Bisnis.com, JAKARTA - Setelah melalui perdebatan alot selama proes penyusunannya, draf RUU Perdagangan pada akhirnya resmi direstui oleh kesembilan fraksi di Komisi VI DPR RI pada Senin (10/2/2014), meski ada beberapa catatan dari sebagian kecil fraksi.
Fraksi Demokrat, Hanura, Golkar, Gerindra, PDI-P, PAN, dan PPP secara telak menyetujui draf tersebut tanpa syarat dan memuji Kementerian Perdagangan atas keberhasilan menyusun payung hukum untuk perdagangan, yang merupakan tulang punggung perekonomian negara.
Di lain pihak, Fraksi PKB dan PKS menyepakati draf tersebut dengan beberapa catatan serta penolakan terhadap pasal-pasal tertentu yang dianggap perlu untuk dievaluasi kembali. PKB juga menuntut sosialisasi cepat dan taktis atas RUU Perdagangan itu.
PKB keberatan atas Pasal 24:2 yang mengatur perdagangan di tingkat daerah. Meski memuji semangat desentralisasi dari peraturan itu, partai Islam ini menuntut penghapusan ketentuan perizinan dagang oleh pemerintah pusat karena hal itu dinilai bukan wewenang pusat dan dapat sebenarnya didelegasikan kepada daerah.
Dalam pandangan mini fraksinya, partai berwarna dominan hijau itu juga secara tegas menolak Pasal 87 yang mengatur preferensi perdagangan untuk negara kurang berkembang karena dinilai dapat menghambat upaya untuk melindungi pasar dalam negeri.
PKS menuntut penegasan wewenang pemerintah dalam hal stabilisasi harga kebutuhan pokok, menghilangkan praktik monopoli dan oligopoli, membentuk perjanjian dagang internasional yang adil dan jauh dari nuansa liberal atau pasar bebas.
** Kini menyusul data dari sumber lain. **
//! Input validation for allocation problems.
//!
//! Checks structural integrity of cost matrices, restriction masks and
//! supply/demand vectors before solving. Detects:
//! - Empty matrices
//! - Ragged matrices (rows of differing length)
//! - Non-finite costs or quantities (NaN, ±∞)
//! - Restriction masks whose shape differs from the cost matrix
//! - Supply/demand vectors that do not match the matrix dimensions
//! - Negative supply or demand
//!
//! Every check runs; the caller receives all detected issues at once.

use std::fmt;

use serde::{Deserialize, Serialize};

use crate::models::{AssignmentProblem, CostMatrix, RestrictionMask, TransportationProblem};

/// Validation result.
pub type ValidationResult = Result<(), Vec<ValidationError>>;

/// A validation error.
#[derive(Debug, Clone, PartialEq, Serialize, Deserialize)]
pub struct ValidationError {
    /// Error category.
    pub kind: ValidationErrorKind,
    /// Human-readable description.
    pub message: String,
}

/// Categories of validation errors.
#[derive(Debug, Clone, PartialEq, Eq, Serialize, Deserialize)]
pub enum ValidationErrorKind {
    /// Matrix has no rows or no columns.
    EmptyMatrix,
    /// A row's length differs from the first row's.
    RaggedMatrix,
    /// A cost or quantity is NaN or infinite.
    NonFiniteValue,
    /// Restriction mask shape differs from the cost matrix.
    MaskShapeMismatch,
    /// Supply length differs from the number of cost rows.
    SupplyLengthMismatch,
    /// Demand length differs from the number of cost columns.
    DemandLengthMismatch,
    /// Supply or demand is below zero.
    NegativeQuantity,
}

impl ValidationError {
    pub(crate) fn new(kind: ValidationErrorKind, message: impl Into<String>) -> Self {
        Self {
            kind,
            message: message.into(),
        }
    }
}

impl fmt::Display for ValidationError {
    fn fmt(&self, f: &mut fmt::Formatter<'_>) -> fmt::Result {
        write!(f, "{:?}: {}", self.kind, self.message)
    }
}

/// Validates a cost matrix: non-empty, rectangular, finite.
pub fn validate_matrix(costs: &CostMatrix) -> ValidationResult {
    let mut errors = Vec::new();
    check_matrix(costs, &mut errors);
    finish(errors)
}

/// Validates an assignment problem.
///
/// Checks:
/// 1. The cost matrix is non-empty, rectangular and finite
/// 2. The restriction mask, if present, has the cost matrix's shape
pub fn validate_assignment(problem: &AssignmentProblem) -> ValidationResult {
    let mut errors = Vec::new();
    check_matrix(&problem.costs, &mut errors);

    if let Some(mask) = &problem.restrictions {
        check_mask(mask, &problem.costs, &mut errors);
    }

    finish(errors)
}

/// Validates a transportation problem.
///
/// Checks:
/// 1. The cost matrix is non-empty, rectangular and finite
/// 2. `supply.len()` equals the number of cost rows
/// 3. `demand.len()` equals the number of cost columns
/// 4. All quantities are finite and nonnegative
pub fn validate_transportation(problem: &TransportationProblem) -> ValidationResult {
    let mut errors = Vec::new();
    check_matrix(&problem.costs, &mut errors);

    if problem.supply.len() != problem.costs.rows() {
        errors.push(ValidationError::new(
            ValidationErrorKind::SupplyLengthMismatch,
            format!(
                "Supply has {} entries but cost matrix has {} rows",
                problem.supply.len(),
                problem.costs.rows()
            ),
        ));
    }

    if problem.demand.len() != problem.costs.cols() {
        errors.push(ValidationError::new(
            ValidationErrorKind::DemandLengthMismatch,
            format!(
                "Demand has {} entries but cost matrix has {} columns",
                problem.demand.len(),
                problem.costs.cols()
            ),
        ));
    }

    check_quantities("supply", &problem.supply, &mut errors);
    check_quantities("demand", &problem.demand, &mut errors);

    finish(errors)
}

fn check_matrix(costs: &CostMatrix, errors: &mut Vec<ValidationError>) {
    if costs.is_empty() {
        errors.push(ValidationError::new(
            ValidationErrorKind::EmptyMatrix,
            format!(
                "Cost matrix is empty ({} x {})",
                costs.rows(),
                costs.cols()
            ),
        ));
        return;
    }

    let width = costs.cols();
    for (r, row) in costs.as_rows().iter().enumerate() {
        if row.len() != width {
            errors.push(ValidationError::new(
                ValidationErrorKind::RaggedMatrix,
                format!("Row {r} has {} columns, expected {width}", row.len()),
            ));
        }
        for (c, v) in row.iter().enumerate() {
            if !v.is_finite() {
                errors.push(ValidationError::new(
                    ValidationErrorKind::NonFiniteValue,
                    format!("Cost at ({r}, {c}) is not finite: {v}"),
                ));
            }
        }
    }
}

fn check_mask(mask: &RestrictionMask, costs: &CostMatrix, errors: &mut Vec<ValidationError>) {
    let rows_match = mask.rows() == costs.rows();
    let cols_match = mask.as_rows().iter().all(|r| r.len() == costs.cols());
    if !rows_match || !cols_match {
        errors.push(ValidationError::new(
            ValidationErrorKind::MaskShapeMismatch,
            format!(
                "Restriction mask is {} x {} but cost matrix is {} x {}",
                mask.rows(),
                mask.cols(),
                costs.rows(),
                costs.cols()
            ),
        ));
    }
}

fn check_quantities(name: &str, values: &[f64], errors: &mut Vec<ValidationError>) {
    for (i, &q) in values.iter().enumerate() {
        if !q.is_finite() {
            errors.push(ValidationError::new(
                ValidationErrorKind::NonFiniteValue,
                format!("{name}[{i}] is not finite: {q}"),
            ));
        } else if q < 0.0 {
            errors.push(ValidationError::new(
                ValidationErrorKind::NegativeQuantity,
                format!("{name}[{i}] is negative: {q}"),
            ));
        }
    }
}

fn finish(errors: Vec<ValidationError>) -> ValidationResult {
    if errors.is_empty() {
        Ok(())
    } else {
        Err(errors)
    }
}

#[cfg(test)]
mod tests {
    use super::*;

    fn sample_transportation() -> TransportationProblem {
        TransportationProblem::new(
            vec![100.0, 125.0, 175.0],
            vec![60.0, 80.0, 85.0, 105.0, 70.0],
            vec![
                vec![20, 18, 18, 21, 19],
                vec![21, 22, 23, 20, 24],
                vec![18, 19, 21, 18, 19],
            ],
        )
    }

    #[test]
    fn test_valid_matrix() {
        let m = CostMatrix::from(vec![vec![1, 2], vec![3, 4]]);
        assert!(validate_matrix(&m).is_ok());
    }

    #[test]
    fn test_empty_matrix() {
        let errors = validate_matrix(&CostMatrix::default()).unwrap_err();
        assert_eq!(errors[0].kind, ValidationErrorKind::EmptyMatrix);

        let errors = validate_matrix(&CostMatrix::new(vec![vec![]])).unwrap_err();
        assert_eq!(errors[0].kind, ValidationErrorKind::EmptyMatrix);
    }

    #[test]
    fn test_ragged_matrix() {
        let m = CostMatrix::new(vec![vec![1.0, 2.0], vec![3.0]]);
        let errors = validate_matrix(&m).unwrap_err();
        assert!(errors
            .iter()
            .any(|e| e.kind == ValidationErrorKind::RaggedMatrix && e.message.contains("Row 1")));
    }

    #[test]
    fn test_non_finite_cost() {
        let m = CostMatrix::new(vec![vec![1.0, f64::NAN], vec![f64::INFINITY, 4.0]]);
        let errors = validate_matrix(&m).unwrap_err();
        assert_eq!(
            errors
                .iter()
                .filter(|e| e.kind == ValidationErrorKind::NonFiniteValue)
                .count(),
            2
        );
    }

    #[test]
    fn test_mask_shape_mismatch() {
        let problem = AssignmentProblem::new(vec![vec![1, 2], vec![3, 4]])
            .with_restrictions(vec![vec![false, false, true], vec![false, false, false]]);
        let errors = validate_assignment(&problem).unwrap_err();
        assert_eq!(errors[0].kind, ValidationErrorKind::MaskShapeMismatch);
    }

    #[test]
    fn test_mask_matching_shape() {
        let problem = AssignmentProblem::new(vec![vec![1, 2], vec![3, 4]])
            .with_restrictions(RestrictionMask::none(2, 2).with_restricted(1, 1));
        assert!(validate_assignment(&problem).is_ok());
    }

    #[test]
    fn test_valid_transportation() {
        assert!(validate_transportation(&sample_transportation()).is_ok());
    }

    #[test]
    fn test_supply_length_mismatch() {
        let mut problem = sample_transportation();
        problem.supply.push(10.0);
        let errors = validate_transportation(&problem).unwrap_err();
        assert!(errors
            .iter()
            .any(|e| e.kind == ValidationErrorKind::SupplyLengthMismatch));
    }

    #[test]
    fn test_demand_length_mismatch() {
        let mut problem = sample_transportation();
        problem.demand.pop();
        let errors = validate_transportation(&problem).unwrap_err();
        assert!(errors
            .iter()
            .any(|e| e.kind == ValidationErrorKind::DemandLengthMismatch));
    }

    #[test]
    fn test_negative_quantity() {
        let mut problem = sample_transportation();
        problem.demand[0] = -5.0;
        let errors = validate_transportation(&problem).unwrap_err();
        assert!(errors
            .iter()
            .any(|e| e.kind == ValidationErrorKind::NegativeQuantity));
    }

    #[test]
    fn test_multiple_errors() {
        // Empty costs + mismatched vectors + NaN supply
        let problem = TransportationProblem::new(vec![f64::NAN], vec![1.0], CostMatrix::default());
        let errors = validate_transportation(&problem).unwrap_err();
        assert!(errors.len() >= 3);
    }
}
//! Transportation problem: balance → VAM → MODI.
//!
//! # Algorithm
//!
//! 1. [`balance`] adds a zero-cost dummy source or destination when
//!    supply and demand totals differ.
//! 2. [`VogelAllocator`] builds a basic feasible starting allocation.
//! 3. [`ModiOptimizer`] pivots it to optimality.
//! 4. The dummy line is stripped from both allocations.
//!
//! Costs are evaluated on the caller's matrix; dummy cells cost zero,
//! so stripping never changes a total.

mod balance;
mod modi;
mod vam;

pub use balance::balance;
pub use modi::{ModiOptimizer, ModiOutcome};
pub use vam::{VamOutcome, VogelAllocator};

use tracing::info;

use crate::config::SolverConfig;
use crate::error::{SolveError, SolveResult};
use crate::models::{TransportationProblem, TransportationSolution};
use crate::validation::validate_transportation;

/// Transportation solver.
///
/// # Example
/// ```
/// use u_allocation::models::TransportationProblem;
/// use u_allocation::transportation::TransportationSolver;
///
/// let problem = TransportationProblem::new(
///     vec![7.0, 9.0, 18.0],
///     vec![5.0, 8.0, 7.0, 14.0],
///     vec![
///         vec![19, 30, 50, 10],
///         vec![70, 30, 40, 60],
///         vec![40, 8, 70, 20],
///     ],
/// );
/// let solution = TransportationSolver::new().solve(&problem).unwrap();
/// assert_eq!(solution.initial_cost, 779.0);
/// assert_eq!(solution.total_cost, 743.0);
/// ```
#[derive(Debug, Clone, Default)]
pub struct TransportationSolver {
    config: SolverConfig,
}

impl TransportationSolver {
    /// Creates a solver with the default configuration.
    pub fn new() -> Self {
        Self::default()
    }

    /// Creates a solver with the given configuration.
    pub fn with_config(config: SolverConfig) -> Self {
        Self { config }
    }

    /// The active configuration.
    pub fn config(&self) -> &SolverConfig {
        &self.config
    }

    /// Solves a (possibly unbalanced) transportation problem.
    ///
    /// # Errors
    /// - [`SolveError::InvalidInput`] for malformed costs, mismatched
    ///   lengths, or negative quantities.
    /// - [`SolveError::NonConvergence`] /
    ///   [`SolveError::DegenerateLoopSearch`] from MODI.
    pub fn solve(&self, problem: &TransportationProblem) -> SolveResult<TransportationSolution> {
        validate_transportation(problem).map_err(SolveError::InvalidInput)?;

        let eps = self.config.epsilon;
        let (balanced, dummy) = balance(problem, eps);
        if let Some(dummy) = &dummy {
            info!(?dummy, "unbalanced problem, dummy line added");
        }

        let vam = VogelAllocator::new()
            .with_epsilon(eps)
            .with_record_steps(self.config.record_steps)
            .allocate(&balanced.supply, &balanced.demand, &balanced.costs);
        let modi = ModiOptimizer::with_config(self.config.clone())
            .optimize(&balanced.costs, &vam.allocation)?;

        let allocation = modi.allocation.without_dummy(dummy.as_ref());
        let initial_allocation = vam.allocation.without_dummy(dummy.as_ref());
        let total_cost = allocation.cost(&problem.costs);
        let initial_cost = initial_allocation.cost(&problem.costs);

        info!(
            sources = problem.sources(),
            destinations = problem.destinations(),
            initial_cost,
            total_cost,
            iterations = modi.iterations,
            "transportation solved"
        );

        Ok(TransportationSolution {
            allocation,
            total_cost,
            initial_allocation,
            initial_cost,
            dummy,
            iterations: modi.iterations,
            warnings: modi.warnings,
            vam_steps: vam.steps,
            modi_steps: modi.steps,
        })
    }
}

#[cfg(test)]
mod tests {
    use super::*;
    use crate::config::DegeneracyStrategy;
    use crate::models::DummyLine;

    const EPS: f64 = 1e-9;

    fn assert_close(a: &[f64], b: &[f64]) {
        assert_eq!(a.len(), b.len());
        for (x, y) in a.iter().zip(b) {
            assert!((x - y).abs() < 1e-6, "{a:?} != {b:?}");
        }
    }

    #[test]
    fn test_balanced_problem() {
        let problem = TransportationProblem::new(
            vec![100.0, 125.0, 175.0],
            vec![60.0, 80.0, 85.0, 105.0, 70.0],
            vec![
                vec![20, 18, 18, 21, 19],
                vec![21, 22, 23, 20, 24],
                vec![18, 19, 21, 18, 19],
            ],
        );
        let s = TransportationSolver::new().solve(&problem).unwrap();

        assert!(s.dummy.is_none());
        assert_close(&s.allocation.row_sums(), &problem.supply);
        assert_close(&s.allocation.column_sums(), &problem.demand);
        assert_close(&s.initial_allocation.row_sums(), &problem.supply);
        assert!(s.total_cost <= s.initial_cost + EPS);
        // Optimum from an independent min-cost-flow solve.
        assert!((s.total_cost - 7605.0).abs() < EPS);
        assert!(s.improvement() >= 0.0);
    }

    #[test]
    fn test_surplus_supply_strips_dummy_destination() {
        let problem = TransportationProblem::new(
            vec![300.0, 400.0, 500.0],
            vec![250.0, 350.0, 400.0, 150.0],
            vec![vec![3, 1, 7, 4], vec![2, 6, 5, 9], vec![8, 3, 3, 2]],
        );
        let s = TransportationSolver::new().solve(&problem).unwrap();

        assert_eq!(
            s.dummy,
            Some(DummyLine::Destination {
                index: 4,
                quantity: 50.0
            })
        );
        assert_eq!((s.allocation.rows(), s.allocation.cols()), (3, 4));
        assert_close(&s.allocation.column_sums(), &problem.demand);
        let shipped = s.allocation.row_sums();
        assert!(shipped.iter().zip(&problem.supply).all(|(a, b)| a <= &(b + 1e-6)));
        assert!((shipped.iter().sum::<f64>() - 1150.0).abs() < 1e-6);
        assert!((s.total_cost - 2650.0).abs() < EPS);
    }

    #[test]
    fn test_surplus_supply_with_pivots() {
        let problem = TransportationProblem::new(
            vec![50.0, 50.0, 30.0],
            vec![20.0, 30.0, 30.0],
            vec![vec![1, 2, 9], vec![7, 1, 5], vec![8, 6, 4]],
        );
        let s = TransportationSolver::new().solve(&problem).unwrap();

        assert!((s.initial_cost - 210.0).abs() < EPS);
        assert!((s.total_cost - 170.0).abs() < EPS);
        assert_eq!(s.iterations, 2);
        assert_eq!(
            s.allocation.as_rows(),
            &[
                vec![20.0, 0.0, 0.0],
                vec![0.0, 30.0, 0.0],
                vec![0.0, 0.0, 30.0],
            ]
        );
    }

    #[test]
    fn test_unmet_demand_strips_dummy_source() {
        let problem = TransportationProblem::new(
            vec![10.0, 15.0],
            vec![20.0, 20.0],
            vec![vec![4, 6], vec![5, 3]],
        );
        let s = TransportationSolver::new().solve(&problem).unwrap();

        assert_eq!(
            s.dummy,
            Some(DummyLine::Source {
                index: 2,
                quantity: 15.0
            })
        );
        assert_close(&s.allocation.row_sums(), &problem.supply);
        assert_eq!(s.allocation.as_rows(), &[vec![10.0, 0.0], vec![0.0, 15.0]]);
        assert!((s.total_cost - 85.0).abs() < EPS);
        assert!((s.initial_cost - 95.0).abs() < EPS);
    }

    #[test]
    fn test_degenerate_problem_warns() {
        let problem = TransportationProblem::new(
            vec![30.0, 20.0, 20.0],
            vec![20.0, 30.0, 20.0],
            vec![vec![3, 1, 1], vec![8, 6, 4], vec![3, 3, 7]],
        );
        let s = TransportationSolver::new().solve(&problem).unwrap();
        assert!((s.total_cost - 170.0).abs() < EPS);
        assert!(matches!(
            s.warnings.as_slice(),
            [crate::models::SolveWarning::BasisCompleted { .. }]
        ));

        let config = SolverConfig::new().with_degeneracy(DegeneracyStrategy::Fail);
        let err = TransportationSolver::with_config(config)
            .solve(&problem)
            .unwrap_err();
        assert!(matches!(err, SolveError::DegenerateLoopSearch { .. }));
    }

    #[test]
    fn test_steps_recorded() {
        let problem = TransportationProblem::new(
            vec![7.0, 9.0, 18.0],
            vec![5.0, 8.0, 7.0, 14.0],
            vec![
                vec![19, 30, 50, 10],
                vec![70, 30, 40, 60],
                vec![40, 8, 70, 20],
            ],
        );
        let config = SolverConfig::new().with_record_steps(true);
        let s = TransportationSolver::with_config(config)
            .solve(&problem)
            .unwrap();

        assert!(!s.vam_steps.is_empty());
        assert_eq!(s.modi_steps.len(), s.iterations);
        assert!((s.modi_steps[0].cost - s.total_cost).abs() < EPS);
    }

    #[test]
    fn test_invalid_input() {
        let problem = TransportationProblem::new(
            vec![10.0, -5.0],
            vec![5.0],
            vec![vec![1, 2], vec![3, 4]],
        );
        let err = TransportationSolver::new().solve(&problem).unwrap_err();
        match err {
            SolveError::InvalidInput(errors) => assert!(errors.len() >= 2),
            other => panic!("expected InvalidInput, got {other:?}"),
        }
    }
}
PKS juga menuntut penghapusan Pasal 3:4-5. “Hindari sistem informasi perdagangan yang asimetris untuk menghindari adanya kartel,” papar perwakilan mereka dalam pandangan mini fraksinya.
Menanggapi keberatan dari kedua fraksi itu, Wamen Perdagangan Bayu Krisnamurthi mengakui bahwa itu adalah bagian yang tidak dapat dihindari dari sebuah proses politik. Pemerintah menganggap hal itu sebagai hal yang sah sebagai sebuah sikap politik.
Dia juga menyoroti penolakan PKB terhadap preferensi perdagangan untuk negara kurang berkembang. “Sebenarnya kalau kita lihat dari sudut pandang kesepakatan perdagangan internasional, memberikan preferensi kepada negara-negara kurang berkembang itu adalah sesuatu yang lazim dilakukan banyak negara,” ujarnya.
“Tentunya kita hormati sikap politik itu, tapi ini kan masih proses politik, bukan masalah teknis. Jadi kita lihat besok di paripurna bagaimana,” imbuh Bayu.
Ketua Komisi VI Airlangga Hartanto menjelaskan RUU Perdagangan terdiri dari 438 daftar inventaris masalah (DIM), yang mana 125 di antaranya telah disetujui sedangkan 315 DIM telah dibahas dalam rapat panitia kerja (panja).
RUU, yang terdiri dari 19 bab dan 122 pasal tersebut, akan disahkan setelah pembahasan tingkat II rapat paripurna di DPR RI yang akan diadakan Selasa (11/2/2014).